Et malgré la présence de satellites, de stations scientifiques ou de bouées océanographiques, il reste des endroits où nous n’avons toujours que peu ou pas d’informations régulières. Or les scientifiques ont besoin de connaître par exemple l’épaisseur de glace ou l’hydrométrie à différents endroits précis du globe et de manière régulière. C’est grâce à cela qu’ils peuvent ensuite affirmer que le monde évolue mais surtout de quelle manière.

J’insiste sur ce point, il ne faut pas uniquement voir les choses en noir. Dans les années 80, des scientifiques en Antarctique ont découvert un trou dans la couche d’ozone provenant des gaz CFC contenus notamment dans les réfrigérateurs et les aérosols. Grâce au Protocole de Montréal, signé par la Communauté économique européenne et 24 autres pays, qui a interdit l’utilisation de ces gaz, 30 ans plus tard, le trou dans la couche d’ozone est en train de se résorber. C’est un exemple d’espoir.

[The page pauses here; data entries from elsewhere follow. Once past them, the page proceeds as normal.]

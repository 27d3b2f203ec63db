use blackblog::config::{self, ConfigError, Mode};
use blackblog::engine::{Engine, EngineOptions};
use blackblog::{compile, output, server};
use clap::Parser;
use std::path::PathBuf;
use tracing_subscriber::EnvFilter;

/// Exit code for bad flags or a bad `blog.toml`.
const CONFIG_EXIT_CODE: i32 = 2;

#[derive(Parser)]
#[command(name = "blackblog")]
#[command(about = "Markdown blog engine: compile to static files or serve live")]
#[command(long_about = "\
Markdown blog engine: compile to static files or serve live

Every .md file under the root is a post. A post opens with optional
header lines that set its title, URL and date:

  ~~title: Hello World
  ~~url: hello
  ~~date: 6 January 2012

  Markdown body starts here.

Dated posts live under year/month (2012/1/hello.html), undated ones at
the top level (hello.html).

Modes (pick exactly one):
  --dest <dir>   Write every post plus index listings to <dir> and exit
  --port <n>     Serve over HTTP, rebuilding when posts change

An optional blog.toml in the root sets the title, poll interval, and
static assets directory.")]
#[command(version = env!("BLACKBLOG_VERSION"))]
struct Cli {
    /// Directory holding the Markdown posts
    #[arg(long)]
    root: PathBuf,

    /// Compile the blog into this directory
    #[arg(long)]
    dest: Option<PathBuf>,

    /// Serve the blog on this port
    #[arg(long)]
    port: Option<u16>,

    /// Seconds between checks for changed posts (overrides blog.toml)
    #[arg(long, value_name = "SECS")]
    poll_time: Option<u64>,

    /// Log progress at info level
    #[arg(short, long)]
    verbose: bool,
}

fn main() -> Result<(), Box<dyn std::error::Error>> {
    let cli = Cli::parse();

    // --verbose enables INFO level, otherwise use RUST_LOG or default to WARN
    let filter = if cli.verbose {
        EnvFilter::new("info")
    } else {
        EnvFilter::try_from_default_env().unwrap_or_else(|_| EnvFilter::new("warn"))
    };
    tracing_subscriber::fmt()
        .with_env_filter(filter)
        .with_writer(std::io::stderr)
        .init();

    let mode = config::select_mode(cli.dest.clone(), cli.port).unwrap_or_else(|e| config_failure(e));
    let blog = load_blog_config(&cli).unwrap_or_else(|e| config_failure(e));

    match mode {
        Mode::Compile { dest } => {
            let report = compile::compile(&cli.root, &dest, &blog)?;
            output::print_compile_output(&report, &cli.root, &dest);
        }
        Mode::Serve { port } => {
            let options = EngineOptions::from_config(&blog);
            let poll_interval = options.poll_interval;
            let engine = Engine::start(&cli.root, options)?;
            let statics = server::StaticFiles::from_config(&blog, &cli.root);
            let workers = config::effective_workers(&blog.server);

            let (listener, addr) = server::bind(port)?;
            output::print_serve_output(
                addr,
                &cli.root,
                engine.post_count(),
                poll_interval,
                statics.as_ref(),
            );
            server::run(listener, engine, statics, workers)?;
        }
    }

    Ok(())
}

/// Load `blog.toml` and apply command-line overrides.
fn load_blog_config(cli: &Cli) -> Result<config::BlogConfig, ConfigError> {
    let mut blog = config::load_config(&cli.root)?;
    if let Some(secs) = cli.poll_time {
        blog.server.poll_interval = secs;
        blog.validate()?;
    }
    Ok(blog)
}

fn config_failure(err: ConfigError) -> ! {
    eprintln!("Error: {err}");
    std::process::exit(CONFIG_EXIT_CODE)
}
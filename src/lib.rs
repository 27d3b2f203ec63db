//! # Blackblog
//!
//! A Markdown blog engine. A directory of `.md` files is the whole database:
//! each file is a post, its leading `~~key: value` lines are its metadata,
//! and the rest is the body.
//!
//! # Architecture
//!
//! Both modes share one pipeline:
//!
//! ```text
//! 1. Scan      posts/      →  ScanReport   (files → Posts + skipped entries)
//! 2. Collect   ScanReport  →  Collection   (canonical URL → Post, sorted)
//! 3. Tree      Collection  →  DirectoryNode (URL segments → nodes)
//! 4. Render    node        →  HTML         (header block + Markdown)
//! ```
//!
//! **Compile mode** runs the pipeline once and writes every page to disk.
//! **Serve mode** keeps the result as a snapshot in the [`engine`], answers
//! HTTP requests from it, and rebuilds it when a poll finds changed posts.
//!
//! # Module Map
//!
//! | Module | Role |
//! |--------|------|
//! | [`post`] | A single post: header parsing, body extraction, staleness checks |
//! | [`checksum`] | SHA-256 content hashes used to detect edits |
//! | [`naming`] | Canonical URL derivation and header date parsing |
//! | [`scan`] | Directory walk into a `ScanReport`, and the URL-keyed `Collection` |
//! | [`tree`] | The render tree: segment-by-segment URL lookup |
//! | [`engine`] | Snapshot swapping, polling, request resolution |
//! | [`render`] | Post and listing pages with Maud and pulldown-cmark |
//! | [`compile`] | One-shot static output |
//! | [`server`] | `tiny_http` transport and static assets |
//! | [`config`] | `blog.toml` loading, validation, and run mode selection |
//! | [`output`] | CLI output formatting |
//!
//! # Design Decisions
//!
//! ## Whole-Snapshot Swaps
//!
//! The serving state is replaced, never patched. The poller builds a fresh
//! collection and tree with no lock held, then swaps it in under a brief
//! write lock. Requests never observe a half-built tree, and a failed build
//! leaves the previous snapshot serving.
//!
//! ## Content Hashes Over Timestamps
//!
//! A post is stale when its bytes no longer hash to the stored checksum.
//! Editors that preserve mtimes, clock skew, and `touch` without edits all
//! behave as expected.
//!
//! ## Prefixes, Not Parent Pointers
//!
//! Directory nodes know their URL prefix (`2012/1`) instead of holding a
//! reference to their parent. The tree stays a plain owned structure and the
//! parent is derived when a listing needs an "up" link.

pub mod checksum;
pub mod compile;
pub mod config;
pub mod engine;
pub mod naming;
pub mod output;
pub mod post;
pub mod render;
pub mod scan;
pub mod server;
pub mod tree;

#[cfg(test)]
pub(crate) mod test_helpers;
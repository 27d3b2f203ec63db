//! Content checksums for staleness detection.
//!
//! A post remembers the digest of the bytes it was parsed from. Comparing that
//! digest with a fresh one is how the server notices an edited file without
//! trusting modification times (which `git checkout` and `rsync` reset).
//!
//! Digests are SHA-256, hex encoded.

use sha2::{Digest, Sha256};
use std::fmt;
use std::io::{self, Read};
use std::path::Path;

/// Hex-encoded SHA-256 digest of a file's full contents.
///
/// Only produced by hashing real bytes, so an empty checksum cannot exist.
#[derive(Debug, Clone, PartialEq, Eq, Hash)]
pub struct Checksum(String);

impl Checksum {
    /// Digest of an in-memory byte slice.
    pub fn of_bytes(bytes: &[u8]) -> Self {
        Self(format!("{:x}", Sha256::digest(bytes)))
    }

    /// Digest of everything a reader yields until end of stream.
    pub fn of_reader<R: Read>(mut reader: R) -> io::Result<Self> {
        let mut hasher = Sha256::new();
        io::copy(&mut reader, &mut hasher)?;
        Ok(Self(format!("{:x}", hasher.finalize())))
    }

    pub fn as_str(&self) -> &str {
        &self.0
    }
}

impl fmt::Display for Checksum {
    fn fmt(&self, f: &mut fmt::Formatter<'_>) -> fmt::Result {
        f.write_str(&self.0)
    }
}

/// Hash the file at `path` as it is on disk right now.
pub fn hash_file(path: &Path) -> io::Result<Checksum> {
    let file = std::fs::File::open(path)?;
    Checksum::of_reader(io::BufReader::new(file))
}
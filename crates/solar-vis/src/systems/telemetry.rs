//! Streaming telemetry strips for one tracked body.
//!
//! The telemetry panel is `W` wide and `H` tall (the main view height) and is
//! split into three strips of `H/3`:
//!
//! | strip | rows          | x axis                 | y axis   |
//! |-------|---------------|------------------------|----------|
//! | 0     | `[0, H/3]`    | `elapsed / timestep`   | speed    |
//! | 1     | `[H/3, 2H/3]` | `elapsed / timestep`   | distance |
//! | 2     | `[2H/3, H]`   | distance               | speed    |
//!
//! Each plot call appends a single one-pixel diagonal stroke at the current
//! sample. No samples are retained: the curve exists only as accumulated
//! strokes on the surface, and [`TelemetryPlotter::clear_all`] paints over them.
//!
//! Axis maxima are fixed at three times the tracked body's initial speed and
//! initial distance to the reference body (`bodies[0]`). Samples beyond the
//! maximum are drawn outside their strip rather than rescaling the axis.

use glam::DVec2;

use crate::api::config::ViewConfig;
use crate::api::error::VisError;
use crate::api::types::{Color, ShapeId};
use crate::components::body::TrackedBody;
use crate::renderer::traits::{DrawSurface, Rect};

/// Inset of the axis lines from the strip edges, in pixels.
pub const AXIS_INSET: f64 = 5.0;

/// Headroom factor applied to initial speed/distance to get an axis maximum.
pub const AXIS_HEADROOM: f64 = 3.0;

/// One of the three stacked telemetry strips.
#[derive(Debug, Clone, Copy, PartialEq, Eq)]
pub enum StripRegion {
    SpeedTime,
    DistanceTime,
    SpeedDistance,
}

impl StripRegion {
    pub fn all() -> [StripRegion; 3] {
        [Self::SpeedTime, Self::DistanceTime, Self::SpeedDistance]
    }

    /// Position from the top, 0..=2.
    pub fn index(self) -> u32 {
        match self {
            Self::SpeedTime => 0,
            Self::DistanceTime => 1,
            Self::SpeedDistance => 2,
        }
    }

    pub fn top(self, panel_height: f64) -> f64 {
        panel_height * self.index() as f64 / 3.0
    }

    pub fn bottom(self, panel_height: f64) -> f64 {
        panel_height * (self.index() + 1) as f64 / 3.0
    }
}

/// Axis maxima used to normalise the speed-vs-distance strip.
#[derive(Debug, Clone, Copy, PartialEq)]
pub struct AxisMaxima {
    pub v_max: f64,
    pub r_max: f64,
}

/// Running axis maxima, seeded by the time-based plots.
#[derive(Debug, Clone, Copy, PartialEq, Default)]
pub struct TelemetryAxes {
    /// Set by every speed-vs-time sample.
    pub v_max: Option<f64>,
    /// Set by every distance-vs-time sample.
    pub r_max: Option<f64>,
}

impl TelemetryAxes {
    /// Both maxima, or `UnseededAxis` if either time plot has not run yet.
    pub fn seeded(&self) -> Result<AxisMaxima, VisError> {
        match (self.v_max, self.r_max) {
            (Some(v_max), Some(r_max)) => Ok(AxisMaxima { v_max, r_max }),
            _ => Err(VisError::UnseededAxis),
        }
    }
}

fn checked_axis(axis: &'static str, value: f64) -> Result<f64, VisError> {
    if value > 0.0 && value.is_finite() {
        Ok(value)
    } else {
        Err(VisError::DegenerateAxis { axis, value })
    }
}

/// The tracked body and the reference body `bodies[0]`.
fn tracked<B>(bodies: &[B], index: usize) -> Result<(&B, &B), VisError> {
    match (bodies.get(index), bodies.first()) {
        (Some(body), Some(reference)) => Ok((body, reference)),
        _ => Err(VisError::BodyIndexOutOfRange {
            index,
            len: bodies.len(),
        }),
    }
}

fn time_cursor(elapsed: f64, timestep: f64) -> Result<f64, VisError> {
    if !(timestep > 0.0 && timestep.is_finite()) {
        return Err(VisError::InvalidTimestep(timestep));
    }
    Ok(AXIS_INSET + elapsed / timestep)
}

/// Draws the three telemetry strips onto a panel surface.
#[derive(Debug, Clone, PartialEq)]
pub struct TelemetryPlotter {
    /// Panel width `W`.
    width: f64,
    /// Panel height `H`.
    height: f64,
    color: Color,
    background: Color,
    axis_width: f64,
    stroke_width: f64,
}

impl TelemetryPlotter {
    pub fn new(width: f64, height: f64) -> Self {
        Self {
            width,
            height,
            color: Color::WHITE,
            background: Color::BLACK,
            axis_width: 2.0,
            stroke_width: 1.0,
        }
    }

    pub fn from_config(config: &ViewConfig) -> Self {
        Self {
            width: config.graphics_width as f64,
            height: config.telemetry_height(),
            color: config.plot_color,
            background: config.plot_background,
            axis_width: config.axis_width,
            stroke_width: config.stroke_width,
        }
    }

    pub fn width(&self) -> f64 {
        self.width
    }

    pub fn height(&self) -> f64 {
        self.height
    }

    /// Usable curve height of one strip.
    fn span(&self) -> f64 {
        self.height / 3.0 - AXIS_INSET
    }

    /// Draw the horizontal and vertical axis of `region`.
    pub fn draw_axes<S: DrawSurface + ?Sized>(&self, surface: &mut S, region: StripRegion) -> [ShapeId; 2] {
        let top = region.top(self.height);
        let bottom = region.bottom(self.height);
        let baseline = bottom - AXIS_INSET;

        let horizontal = surface.create_line(
            DVec2::new(0.0, baseline),
            DVec2::new(self.width, baseline),
            self.axis_width,
            self.color,
        );
        let vertical = surface.create_line(
            DVec2::new(AXIS_INSET, top),
            DVec2::new(AXIS_INSET, bottom),
            self.axis_width,
            self.color,
        );
        [horizontal, vertical]
    }

    fn stroke<S: DrawSurface + ?Sized>(&self, surface: &mut S, at: DVec2) -> ShapeId {
        surface.create_line(at, at + DVec2::ONE, self.stroke_width, self.color)
    }

    /// Append one speed-vs-time sample for `bodies[index]`.
    ///
    /// Reseeds `axes.v_max` from the body's initial speed.
    pub fn plot_speed_vs_time<S, B>(
        &self,
        surface: &mut S,
        axes: &mut TelemetryAxes,
        bodies: &[B],
        index: usize,
        elapsed: f64,
        timestep: f64,
    ) -> Result<ShapeId, VisError>
    where
        S: DrawSurface + ?Sized,
        B: TrackedBody,
    {
        let (body, _) = tracked(bodies, index)?;
        let x = time_cursor(elapsed, timestep)?;
        let v_max = checked_axis("speed", AXIS_HEADROOM * body.initial_speed())?;
        axes.v_max = Some(v_max);

        self.draw_axes(surface, StripRegion::SpeedTime);
        let y = self.span() * (1.0 - body.speed() / v_max);
        Ok(self.stroke(surface, DVec2::new(x, y)))
    }

    /// Append one distance-vs-time sample for `bodies[index]`, measured
    /// from the reference body `bodies[0]`.
    ///
    /// Reseeds `axes.r_max` from the initial separation of the two bodies.
    pub fn plot_distance_vs_time<S, B>(
        &self,
        surface: &mut S,
        axes: &mut TelemetryAxes,
        bodies: &[B],
        index: usize,
        elapsed: f64,
        timestep: f64,
    ) -> Result<ShapeId, VisError>
    where
        S: DrawSurface + ?Sized,
        B: TrackedBody,
    {
        let (body, reference) = tracked(bodies, index)?;
        let x = time_cursor(elapsed, timestep)?;
        let initial_separation = reference.initial_position().distance(body.initial_position());
        let r_max = checked_axis("distance", AXIS_HEADROOM * initial_separation)?;
        axes.r_max = Some(r_max);

        self.draw_axes(surface, StripRegion::DistanceTime);
        let y = self.span() * (2.0 - body.distance_to(reference) / r_max) + AXIS_INSET;
        Ok(self.stroke(surface, DVec2::new(x, y)))
    }

    /// Append one speed-vs-distance sample for `bodies[index]` using the
    /// maxima seeded by the time plots.
    pub fn plot_speed_vs_distance<S, B>(
        &self,
        surface: &mut S,
        bodies: &[B],
        index: usize,
        maxima: AxisMaxima,
    ) -> Result<ShapeId, VisError>
    where
        S: DrawSurface + ?Sized,
        B: TrackedBody,
    {
        let (body, reference) = tracked(bodies, index)?;
        let v_max = checked_axis("speed", maxima.v_max)?;
        let r_max = checked_axis("distance", maxima.r_max)?;

        self.draw_axes(surface, StripRegion::SpeedDistance);
        let x = AXIS_INSET + (self.width - AXIS_INSET) * body.distance_to(reference) / r_max;
        let y = self.span() * (3.0 - body.speed() / v_max) + 2.0 * AXIS_INSET;
        Ok(self.stroke(surface, DVec2::new(x, y)))
    }

    /// Paint the whole panel with the background, hiding every stroke.
    /// Axis maxima are left as they are.
    pub fn clear_all<S: DrawSurface + ?Sized>(&self, surface: &mut S) -> ShapeId {
        surface.create_rectangle(
            Rect::new(DVec2::ZERO, DVec2::new(self.width, self.height)),
            self.background,
        )
    }
}
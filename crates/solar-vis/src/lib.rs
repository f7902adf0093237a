//! Headless 2D visualisation for n-body simulations.
//!
//! Physical coordinates go in, drawing calls on a [`DrawSurface`] come out:
//! scaled body markers on the main view, a system name label, and three
//! streaming telemetry strips (speed/time, distance/time, speed/distance)
//! for one tracked body. Screen coordinates never leave the drawing calls.

pub mod api;
pub mod components;
pub mod renderer;
pub mod systems;

// Re-export key types at crate root for convenience
pub use api::config::ViewConfig;
pub use api::context::VisContext;
pub use api::error::VisError;
pub use api::types::{Color, LabelFont, ShapeId};
pub use components::body::{BodyKind, CelestialBody, TrackedBody};
pub use renderer::canvas::{Canvas, Shape, ShapeKind};
pub use renderer::scale::ScaleModel;
pub use renderer::traits::{DrawSurface, Rect};
pub use systems::label::set_system_label;
pub use systems::markers::{create_marker, update_all_markers, update_marker_position};
pub use systems::telemetry::{AxisMaxima, StripRegion, TelemetryAxes, TelemetryPlotter};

En tant qu’explorateur, quel est votre rôle ?

Chaque expédition est suivie d’une phase de partage à travers des films, des livres, des festivals ou interventions en milieu scolaire. La pédagogie est primordiale : si on n’explique pas, on ne peut pas comprendre. Le rôle d’un explorateur est d’être un témoin, un cobaye ou éventuellement un ouvrier scientifique, en étant présent là où les scientifiques ne peuvent pas rester, en raison des conditions extrêmes. Mark Twain disait : « Il vaut mieux être un optimiste qui a parfois tort, qu’un pessimiste qui a toujours raison. »

Moi je suis un optimiste, mais pour avancer, il faut acter les choses. Quoi que l’on fasse, il y aura demain plus de 200 millions de réfugiés climatiques, des guerres, des famines et de plus en plus de catastrophes naturelles. Mais ça n’est pas pour autant qu’il faut rester les bras croisés ! Mon rôle n’est pas, comme le fait le GIEC, d’alerter les politiciens. Je prends acte, je note, je démontre, je témoigne et j’essaye d’apporter des solutions. Aujourd’hui, je me transforme en explorateur de solutions.

Alban Michon

Les changements climatiques de ces dernières années ont-elles eu un impact sur vos expéditions et leur préparation ?

En effet, en particulier depuis 5 ou 6 ans. J’ai monté l’École des explorateurs à Tignes, pour former des personnes souhaitant partir à l’aventure. Cet hiver, deux d’entre eux ont souffert du manque de neige et un autre a même dû arrêter son expédition en Islande, car son traîneau s’était abîmé sur la terre. Ce sont des problèmes qui n’existaient pas auparavant.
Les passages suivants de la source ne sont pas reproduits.